(Work instructions) Your task is to transcribe the entries below exactly, from their first line down to the line containing "let clean: PathBuf", and to stop there.

(Recorded information)
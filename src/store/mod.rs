//! The chunked store: building and reading.
//!
//! This module provides the core storage infrastructure:
//!
//! - [`builder`] - Chunk packing, bloom indexing, compression, stream write
//! - [`build`] - Project walking and the build driver
//! - [`reader`] - Sequential chunk iteration over a data file
//! - [`format`] - On-disk types and size constants
//! - [`stats`] - Store statistics from chunk headers
//!
//! ## Store layout
//!
//! ```text
//! <project>.qgd
//! ├── magic ("QGD" + version)              4 bytes
//! └── chunk records, until EOF:
//!     ├── DataChunkHeader                  20 bytes
//!     ├── bloom index                      index_size bytes
//!     └── LZ4 payload                      compressed_size bytes
//! ```
//!
//! The uncompressed payload of a chunk is `file headers || names || data`
//! with all offsets absolute within the buffer.

pub mod build;
pub mod builder;
pub mod format;
pub mod reader;
pub mod stats;

pub use build::build_project;
pub use builder::{BuildStats, Builder};
pub use reader::StoreReader;

use std::path::{Path, PathBuf};

/// The data file that `build` produces and `search` reads for a project:
/// the project path with `.qgd` appended.
pub fn data_file_path(project: &Path) -> PathBuf {
    // Normalize away any trailing separator so "proj/" maps to "proj.qgd".
    let clean: PathBuf = project.components().collect();
    let mut os = clean.into_os_string();
    os.push(".qgd");
    PathBuf::from(os)
}
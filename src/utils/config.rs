//! Per-project build configuration.

use anyhow::{Context, Result};
use globset::{Glob, GlobSet, GlobSetBuilder};
use serde::{Deserialize, Serialize};
use std::fs;
use std::path::Path;

const CONFIG_FILE: &str = ".qgd.json";

/// Build configuration loaded from `<project>/.qgd.json`, with defaults
/// when the file is absent.
#[derive(Debug, Clone, Serialize, Deserialize)]
pub struct BuildConfig {
    /// Files larger than this are skipped during packing.
    #[serde(default = "default_max_file_size")]
    pub max_file_size: u64,

    /// Include hidden files and directories in the walk.
    #[serde(default)]
    pub include_hidden: bool,

    /// Follow symbolic links during the walk.
    #[serde(default)]
    pub follow_links: bool,

    /// Glob patterns (matched against project-relative paths) to exclude.
    #[serde(default)]
    pub excludes: Vec<String>,
}

fn default_max_file_size() -> u64 {
    100 * 1024 * 1024
}

impl Default for BuildConfig {
    fn default() -> Self {
        Self {
            max_file_size: default_max_file_size(),
            include_hidden: false,
            follow_links: false,
            excludes: Vec::new(),
        }
    }
}

impl BuildConfig {
    /// Load config from the project directory, or return defaults if there
    /// is no config file.
    pub fn load(project: &Path) -> Result<Self> {
        let config_path = project.join(CONFIG_FILE);

        if config_path.exists() {
            let content = fs::read_to_string(&config_path)
                .with_context(|| format!("Failed to read {}", config_path.display()))?;
            let config: BuildConfig = serde_json::from_str(&content)
                .with_context(|| format!("Failed to parse {}", config_path.display()))?;
            Ok(config)
        } else {
            Ok(Self::default())
        }
    }

    /// Compile the exclude patterns into a matcher.
    pub fn exclude_matcher(&self) -> Result<GlobSet> {
        let mut builder = GlobSetBuilder::new();

        for pattern in &self.excludes {
            let glob = Glob::new(pattern)
                .with_context(|| format!("Invalid exclude pattern '{}'", pattern))?;
            builder.add(glob);
        }

        builder.build().context("Failed to compile exclude patterns")
    }
}
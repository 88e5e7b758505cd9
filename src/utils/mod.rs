pub mod bloom;
pub mod config;
pub mod encoding;
pub mod progress;

pub use bloom::*;
pub use config::*;
pub use encoding::*;
pub use progress::*;
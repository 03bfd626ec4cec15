//! CLI command definitions for the sitewatch agent

use chrono::Utc;
use clap::{Parser, Subcommand};
use sitewatch_core::report::prune_reports;
use sitewatch_core::store::KvStore;
use sitewatch_core::{
    monitor::load_history, BackupManager, FileStore, HttpFetcher, IncidentLog, IncidentReport,
    Monitor, MonitorConfig, MonitorError,
};
use std::net::SocketAddr;
use std::path::PathBuf;
use std::sync::Arc;
use std::time::Duration;

use super::output::{IncidentList, OutputFormat, Render, RestoreList};
use super::ExitCode;
use crate::error::AgentError;
use crate::handler::{create_router, AppState};
use crate::scheduler::Scheduler;
use crate::telemetry::{LogFormat, SitewatchMetrics};

/// Sitewatch CLI
///
/// Watch a website for outages, unexpected content changes, injected code
/// and certificate problems.
#[derive(Parser, Debug)]
#[command(name = "sitewatch")]
#[command(about = "Sitewatch - website integrity monitoring", long_about = None)]
#[command(version)]
pub struct SitewatchCli {
    /// Configuration file (TOML, YAML or JSON)
    #[arg(short, long, global = true, env = "SITEWATCH_CONFIG")]
    pub config: Option<PathBuf>,

    /// Output verbosity level (-v, -vv)
    #[arg(short, long, action = clap::ArgAction::Count, global = true)]
    pub verbose: u8,

    /// Only log warnings and errors
    #[arg(short, long, global = true)]
    pub quiet: bool,

    /// Log line format
    #[arg(long, value_enum, default_value = "json", global = true)]
    pub log_format: LogFormat,

    #[command(subcommand)]
    pub command: SitewatchCommands,
}

/// Available commands
#[derive(Subcommand, Debug)]
pub enum SitewatchCommands {
    /// Run one monitoring cycle
    ///
    /// Exits with 1 when the cycle recorded incidents.
    Check {
        /// Also snapshot every resource after the cycle
        #[arg(long)]
        backup: bool,

        #[arg(long, value_enum, default_value = "table")]
        format: OutputFormat,
    },

    /// Run cycles on a fixed interval until interrupted
    Run {
        /// Seconds between cycle starts (defaults to the configured interval)
        #[arg(long)]
        interval_secs: Option<u64>,
    },

    /// Start the HTTP status server
    Serve {
        /// Host to bind to
        #[arg(long, default_value = "0.0.0.0")]
        host: String,

        /// Port to listen on
        #[arg(short, long, default_value = "8080", env = "PORT")]
        port: u16,

        /// Also run scheduled cycles in the background
        #[arg(long)]
        schedule: bool,
    },

    /// Show the most recent incidents
    Incidents {
        #[arg(short, long, default_value = "20")]
        limit: usize,

        #[arg(long, value_enum, default_value = "table")]
        format: OutputFormat,
    },

    /// Summarize incidents and availability over a window
    Report {
        /// Window length in days
        #[arg(short, long, default_value = "7")]
        days: i64,

        /// Save the text report under the data directory
        #[arg(long)]
        save: bool,

        #[arg(long, value_enum, default_value = "table")]
        format: OutputFormat,
    },

    /// Snapshot every resource into the backup directory
    Backup {
        #[arg(long, value_enum, default_value = "table")]
        format: OutputFormat,
    },

    /// Copy backups into the restore directory and verify them
    Restore {
        /// Restore only the newest backup of this resource
        #[arg(short, long)]
        resource: Option<String>,

        #[arg(long, value_enum, default_value = "table")]
        format: OutputFormat,
    },

    /// Delete saved reports older than the retention window
    Prune,
}

fn fetch_timeout(config: &MonitorConfig) -> Duration {
    Duration::from_millis(config.fetch.timeout_ms)
}

fn open_store(config: &MonitorConfig) -> Result<Arc<dyn KvStore>, AgentError> {
    let store = FileStore::open(&config.data_dir).map_err(MonitorError::from)?;
    Ok(Arc::new(store))
}

/// Execute one cycle, optionally followed by a backup
pub async fn execute_check(
    config: Arc<MonitorConfig>,
    backup: bool,
    format: OutputFormat,
) -> Result<ExitCode, AgentError> {
    let monitor = Monitor::from_config(config.clone())?;
    let summary = match monitor.run_cycle().await {
        Ok(summary) => summary,
        Err(e) => {
            monitor.report_failure(&e).await;
            return Err(e.into());
        }
    };
    summary.render(format)?;

    if backup {
        let manager = BackupManager::from_config(&config);
        let report = manager
            .backup_all(monitor.fetcher().as_ref(), monitor.resources(), fetch_timeout(&config))
            .await?;
        report.render(format)?;
    }

    Ok(ExitCode::from_incidents(summary.has_incidents()))
}

/// Run the scheduler until Ctrl-C
pub async fn execute_run(
    config: Arc<MonitorConfig>,
    interval_secs: Option<u64>,
) -> Result<ExitCode, AgentError> {
    let monitor = Arc::new(Monitor::from_config(config)?);
    let mut scheduler = Scheduler::new(monitor);
    if let Some(secs) = interval_secs {
        scheduler = scheduler.with_interval(Duration::from_secs(secs.max(1)));
    }

    scheduler.run(shutdown_signal()).await;
    Ok(ExitCode::Success)
}

/// Serve the HTTP surface until Ctrl-C
pub async fn execute_serve(
    config: Arc<MonitorConfig>,
    host: String,
    port: u16,
    schedule: bool,
) -> Result<ExitCode, AgentError> {
    let addr: SocketAddr = format!("{}:{}", host, port)
        .parse()
        .map_err(|e| AgentError::invalid_input(format!("bad listen address: {}", e)))?;

    let monitor = Arc::new(Monitor::from_config(config)?);
    let metrics = Arc::new(SitewatchMetrics::new()?);

    let (stop_tx, stop_rx) = tokio::sync::oneshot::channel::<()>();
    let background = if schedule {
        let scheduler = Scheduler::new(monitor.clone()).with_metrics(metrics.clone());
        Some(tokio::spawn(async move {
            scheduler
                .run(async {
                    let _ = stop_rx.await;
                })
                .await
        }))
    } else {
        None
    };

    let router = create_router(Arc::new(AppState::new(monitor, metrics)));
    tracing::info!(%addr, schedule, "Starting sitewatch agent");

    let listener = tokio::net::TcpListener::bind(addr).await?;
    axum::serve(listener, router)
        .with_graceful_shutdown(shutdown_signal())
        .await?;

    let _ = stop_tx.send(());
    if let Some(handle) = background {
        if let Err(e) = handle.await {
            tracing::error!(error = %e, "Scheduler task aborted");
        }
    }

    Ok(ExitCode::Success)
}

pub fn execute_incidents(
    config: &MonitorConfig,
    limit: usize,
    format: OutputFormat,
) -> Result<ExitCode, AgentError> {
    let log = IncidentLog::new(open_store(config)?, config.incidents.retention_cap);
    IncidentList::new(log.load_recent(limit)).render(format)?;
    Ok(ExitCode::Success)
}

pub fn execute_report(
    config: &MonitorConfig,
    days: i64,
    save: bool,
    format: OutputFormat,
) -> Result<ExitCode, AgentError> {
    if days <= 0 {
        return Err(AgentError::invalid_input("--days must be positive"));
    }

    let store = open_store(config)?;
    let history = load_history(store.as_ref());
    let log = IncidentLog::new(store, config.incidents.retention_cap);
    let report = IncidentReport::generate(&log.load_all(), &history, days, Utc::now());
    report.render(format)?;

    if save {
        let path = report.save_report(&config.reports_dir())?;
        eprintln!("Report saved to {}", path.display());
    }

    Ok(ExitCode::Success)
}

pub async fn execute_backup(
    config: &MonitorConfig,
    format: OutputFormat,
) -> Result<ExitCode, AgentError> {
    let fetcher = HttpFetcher::from_settings(&config.fetch).map_err(MonitorError::from)?;
    let manager = BackupManager::from_config(config);
    let report = manager
        .backup_all(&fetcher, &config.effective_resources(), fetch_timeout(config))
        .await?;
    report.render(format)?;

    Ok(if report.successful_backups == 0 {
        ExitCode::OperationFailed
    } else {
        ExitCode::Success
    })
}

pub fn execute_restore(
    config: &MonitorConfig,
    resource: Option<String>,
    format: OutputFormat,
) -> Result<ExitCode, AgentError> {
    let manager = BackupManager::from_config(config);
    let restored = match resource {
        Some(name) => vec![manager.restore_latest(&name)?],
        None => manager.restore_all()?,
    };

    let list = RestoreList { restored };
    list.render(format)?;

    Ok(if list.has_mismatch() {
        ExitCode::OperationFailed
    } else {
        ExitCode::Success
    })
}

pub fn execute_prune(config: &MonitorConfig) -> Result<ExitCode, AgentError> {
    let dir = config.reports_dir();
    let removed = prune_reports(&dir, config.schedule.report_retention_days, Utc::now())?;
    println!("Removed {} report(s) from {}", removed, dir.display());
    Ok(ExitCode::Success)
}

/// Resolves on Ctrl-C
pub async fn shutdown_signal() {
    if let Err(e) = tokio::signal::ctrl_c().await {
        tracing::error!(error = %e, "Failed to listen for Ctrl-C");
        std::future::pending::<()>().await;
    }
    tracing::info!("Shutdown requested");
}
//! End-to-end cycles against a mock site, a durable store and a mock webhook

use sitewatch_core::config::WebhookSettings;
use sitewatch_core::{
    FileStore, HttpFetcher, IncidentType, KvStore, Monitor, MonitorConfig, MultiNotifier,
    ResourceConfig, Severity,
};
use std::sync::Arc;
use wiremock::matchers::{method, path};
use wiremock::{Mock, MockServer, ResponseTemplate};

async fn serve(server: &MockServer, route: &str, status: u16, body: &str) {
    Mock::given(method("GET"))
        .and(path(route))
        .respond_with(ResponseTemplate::new(status).set_body_string(body))
        .mount(server)
        .await;
}

async fn hook(server: &MockServer) -> MultiNotifier {
    Mock::given(method("POST"))
        .and(path("/hook"))
        .respond_with(ResponseTemplate::new(200))
        .mount(server)
        .await;

    let mut settings = sitewatch_core::config::NotificationSettings::default();
    settings.webhook = Some(WebhookSettings {
        url: format!("{}/hook", server.uri()),
        bearer_token: None,
    });
    MultiNotifier::from_settings(&settings).unwrap()
}

fn config(site: &MockServer) -> MonitorConfig {
    let mut config = MonitorConfig::default();
    config.site_url = site.uri();
    config.resources = vec![
        ResourceConfig::new("homepage", format!("{}/", site.uri())),
        ResourceConfig::new("rss", format!("{}/feed/", site.uri())).with_extension("xml"),
    ];
    config.fetch.timeout_ms = 2_000;
    config.alerts.cooldown_secs = 0;
    config
}

fn monitor(
    config: &MonitorConfig,
    store: Arc<dyn KvStore>,
    notifier: MultiNotifier,
) -> Monitor {
    let fetcher = HttpFetcher::new("sitewatch-test").unwrap();
    Monitor::new(
        Arc::new(config.clone()),
        store,
        Arc::new(fetcher),
        Arc::new(notifier),
    )
}

#[tokio::test]
async fn test_change_detected_across_restarts() {
    let site = MockServer::start().await;
    let alerts = MockServer::start().await;
    let dir = tempfile::tempdir().unwrap();
    let config = config(&site);

    serve(&site, "/", 200, "<html>v1</html>").await;
    serve(&site, "/feed/", 200, "<rss/>").await;

    {
        let store = Arc::new(FileStore::open(dir.path()).unwrap());
        let first = monitor(&config, store, hook(&alerts).await);
        let summary = first.run_cycle().await.unwrap();
        assert!(!summary.has_incidents());
        assert!(summary.alert_sent);
    }

    site.reset().await;
    serve(&site, "/", 200, "<html>v2</html>").await;
    serve(&site, "/feed/", 200, "<rss/>").await;

    // A fresh monitor over the same directory keeps the baseline.
    let store = Arc::new(FileStore::open(dir.path()).unwrap());
    let second = monitor(&config, store, hook(&alerts).await);
    let summary = second.run_cycle().await.unwrap();

    assert_eq!(summary.counts.get(&IncidentType::ContentChanged), Some(&1));
    assert_eq!(summary.primary, Some(IncidentType::ContentChanged));
    assert_eq!(summary.persistence_errors, 0);

    let incidents = second.incident_log().load_recent(10);
    assert_eq!(incidents.len(), 1);
    assert_eq!(incidents[0].severity, Severity::Medium);
    assert!(dir.path().join("incidents.json").exists());
    assert!(dir.path().join("fingerprints/homepage.json").exists());
}

#[tokio::test]
async fn test_unavailable_resource_and_suspicious_code() {
    let site = MockServer::start().await;
    let alerts = MockServer::start().await;
    let dir = tempfile::tempdir().unwrap();

    serve(&site, "/", 200, "<p>eval(something)</p><p>eval(something)</p>").await;
    serve(&site, "/feed/", 502, "bad gateway").await;

    let store = Arc::new(FileStore::open(dir.path()).unwrap());
    let monitor = monitor(&config(&site), store, hook(&alerts).await);
    let summary = monitor.run_cycle().await.unwrap();

    assert_eq!(summary.resources_unavailable, 1);
    assert_eq!(summary.counts.get(&IncidentType::SiteUnavailable), Some(&1));
    assert_eq!(summary.counts.get(&IncidentType::SuspiciousCode), Some(&1));
    assert_eq!(summary.primary, Some(IncidentType::SiteUnavailable));
    assert!(summary.alert_sent);

    let received = alerts.received_requests().await.unwrap();
    assert_eq!(received.len(), 1);
    let payload: serde_json::Value = serde_json::from_slice(&received[0].body).unwrap();
    assert!(payload["subject"].as_str().unwrap().contains("Site unavailable"));
    assert!(payload["body"].as_str().unwrap().contains("rss returned HTTP 502"));
}

#[tokio::test]
async fn test_failed_delivery_is_retried_next_cycle() {
    let site = MockServer::start().await;
    let alerts = MockServer::start().await;
    let dir = tempfile::tempdir().unwrap();
    let mut config = config(&site);
    config.alerts.cooldown_secs = 3600;

    serve(&site, "/", 503, "").await;
    serve(&site, "/feed/", 200, "<rss/>").await;

    Mock::given(method("POST"))
        .respond_with(ResponseTemplate::new(500))
        .up_to_n_times(1)
        .mount(&alerts)
        .await;
    let notifier = hook(&alerts).await;

    let store = Arc::new(FileStore::open(dir.path()).unwrap());
    let monitor = monitor(&config, store, notifier);

    assert!(!monitor.run_cycle().await.unwrap().alert_sent);
    assert!(monitor.run_cycle().await.unwrap().alert_sent);
    assert!(!monitor.run_cycle().await.unwrap().alert_sent);
}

(Output of the exercise)
filename src/store/mod.rs
//! The chunked store: building and reading.
//!
//! This module provides the core storage infrastructure:
//!
//! - [`builder`] - Chunk packing, bloom indexing, compression, stream write
//! - [`build`] - Project walking and the build driver
//! - [`reader`] - Sequential chunk iteration over a data file
//! - [`format`] - On-disk types and size constants
//! - [`stats`] - Store statistics from chunk headers
//!
//! ## Store layout
//!
//! ```text
//! <project>.qgd
//! ├── magic ("QGD" + version)              4 bytes
//! └── chunk records, until EOF:
//!     ├── DataChunkHeader                  20 bytes
//!     ├── bloom index                      index_size bytes
//!     └── LZ4 payload                      compressed_size bytes
//! ```
//!
//! The uncompressed payload of a chunk is `file headers || names || data`
//! with all offsets absolute within the buffer.

pub mod build;
pub mod builder;
pub mod format;
pub mod reader;
pub mod stats;

pub use build::build_project;
pub use builder::{BuildStats, Builder};
pub use reader::StoreReader;

use std::path::{Path, PathBuf};

/// The data file that `build` produces and `search` reads for a project:
/// the project path with `.qgd` appended.
pub fn data_file_path(project: &Path) -> PathBuf {
    // Normalize away any trailing separator so "proj/" maps to "proj.qgd".
    let clean: PathBuf = project.components().collect();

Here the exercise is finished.